The drive is connected on a SCSI bus on a ALPHA 4000/233 system. The system is
running VMS V6.2.
My customer would like to ask the following questions for my customer.
Any advice should be appreciated.
1) Under circumstance the RW532 can backup 0.47 megabytes ?
2) Would any configuration problem cause the backup speed only 1/3 of maximum
speed ?
3) Can we have other method to tune the tape drive faster ?

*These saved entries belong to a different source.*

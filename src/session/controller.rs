//! The session controller: lifecycle state machine and event demux.
//!
//! One `VoiceSession` exists per engine and runs at most one live session at
//! a time. All cross-cutting session state lives in a single `SessionShared`
//! struct behind one lock; hardware callbacks, channel messages and public
//! operations are independent event sources funneled through channels into
//! one event loop, so nothing races on the shared state.

use crate::audio::{
    codec, AudioCapture, CaptureConfig, CaptureHandle, CapturedBlock, PeakActivity, PlaybackEvent,
    PlaybackScheduler,
};
use crate::config::{AudioSettings, LiveConfig};
use crate::error::{EngineError, EngineResult};
use crate::live::{ChannelConfig, LiveChannel, Outbound, ServerEvent};
use crate::session::transcript::{Role, TranscriptEntry, TurnTranscript};
use crate::tools::{ToolDispatcher, ToolFailurePolicy, ToolOutcome, ToolRegistry};
use serde::Serialize;
use std::sync::Arc;
use tokio::sync::{mpsc, oneshot, Mutex, RwLock};
use tokio::task::JoinHandle;
use tracing::{debug, error, info, warn};

/// Session lifecycle states.
///
/// `Disconnected → Connecting → Connected → Disconnected` on a normal run;
/// any state can fall to `Error` on an unrecoverable failure, and only an
/// explicit stop leaves `Error`.
#[derive(Debug, Clone, PartialEq, Eq)]
pub enum SessionStatus {
    Disconnected,
    Connecting,
    Connected,
    /// Unrecoverable failure with a user-visible message. No automatic
    /// retry; the user must restart explicitly.
    Error(String),
}

impl SessionStatus {
    pub fn name(&self) -> &'static str {
        match self {
            SessionStatus::Disconnected => "disconnected",
            SessionStatus::Connecting => "connecting",
            SessionStatus::Connected => "connected",
            SessionStatus::Error(_) => "error",
        }
    }
}

/// Cross-cutting session state: one struct, one lock.
struct SessionShared {
    status: SessionStatus,
    session_id: Option<String>,
    transcript: Vec<TranscriptEntry>,
    user_speaking: bool,
    assistant_speaking: bool,
    last_tool_payload: Option<serde_json::Value>,
}

impl SessionShared {
    fn new() -> Self {
        Self {
            status: SessionStatus::Disconnected,
            session_id: None,
            transcript: Vec::new(),
            user_speaking: false,
            assistant_speaking: false,
            last_tool_payload: None,
        }
    }
}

| T.R | Title | User | Personal Name | Date | Lines |
|---|---|---|---|---|---|
| 3748.1 | LEFTY::CWILLIAMS | CD or not CD, that's the question | Wed May 14 1997 15:35 | 26 | |
The RW532 is an optical Library, not an optical drive, and certainly
not a tape drive. It requires control SW to run both the library and
the drive. The specs you are quoting seem to be hardware specs, not
system specs, plus you are missing a lot of required information to
figure this out.
Remember also that backup from disk to disk is usually much slower than
backup from disk to tape, as the directory entries and allocation
tables have to be constantly updated. The RW5xx series optical systems
are disks, and suffer from this system restriction. Your actual data
transfer rate is higher than you think it is, but there is more
overhead, which cuts the rate of user data backup.
What SW is being used to control the jukebox? Version?
What density media is being used?
What controller is being used to drive the jukebox?
What else is on the bus?
How much memory in the system?
Has backup been tuned, as the backup docs recommend?
Bottom line is that the customer is probably using it for an
application that it was not really intended for.